### Work instructions
Beneath this task are records; state how many of their lines hold the word "UiEvent", and nothing else.
####################
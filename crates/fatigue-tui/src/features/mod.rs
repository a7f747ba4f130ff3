//! Feature slices for the TUI (state/update/render per slice).

pub mod feedback;
pub mod form;
pub mod session;
pub mod statusline;
use fatigue_core::api::{
    ApiClient, ApiError, PollOptions, SessionId, SessionRequest, poll_for_result,
};
use tokio_util::sync::CancellationToken;
use tracing::{info, warn};

use crate::events::UiEvent;

/// Sends a session to `POST /predict`.
pub async fn submit_session(
    client: ApiClient,
    request: SessionRequest,
    cancel: CancellationToken,
) -> UiEvent {
    let result = tokio::select! {
        () = cancel.cancelled() => Err(ApiError::cancelled()),
        result = client.submit_session(&request) => result,
    };
    match &result {
        Ok(queued) => info!(session_id = queued.session_id, "session queued"),
        Err(err) if err.is_cancelled() => {}
        Err(err) => warn!(error = %err, "session submit failed"),
    }
    UiEvent::SessionQueued(result)
}

/// Polls until `session_id` is processed, times out, or is cancelled.
pub async fn poll_session(
    client: ApiClient,
    session_id: SessionId,
    options: PollOptions,
    cancel: CancellationToken,
) -> UiEvent {
    let result = poll_for_result(&client, session_id, &options, &cancel).await;
    match &result {
        Ok(prediction) => info!(
            session_id,
            score = prediction.fatigue_score,
            risk = %prediction.risk_level,
            action = %prediction.predicted_action,
            "prediction ready"
        ),
        Err(err) if err.is_cancelled() => info!(session_id, "poll cancelled"),
        Err(err) => warn!(session_id, error = %err, "poll failed"),
    }
    UiEvent::PollFinished { session_id, result }
}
####################
### Response to this exercise
5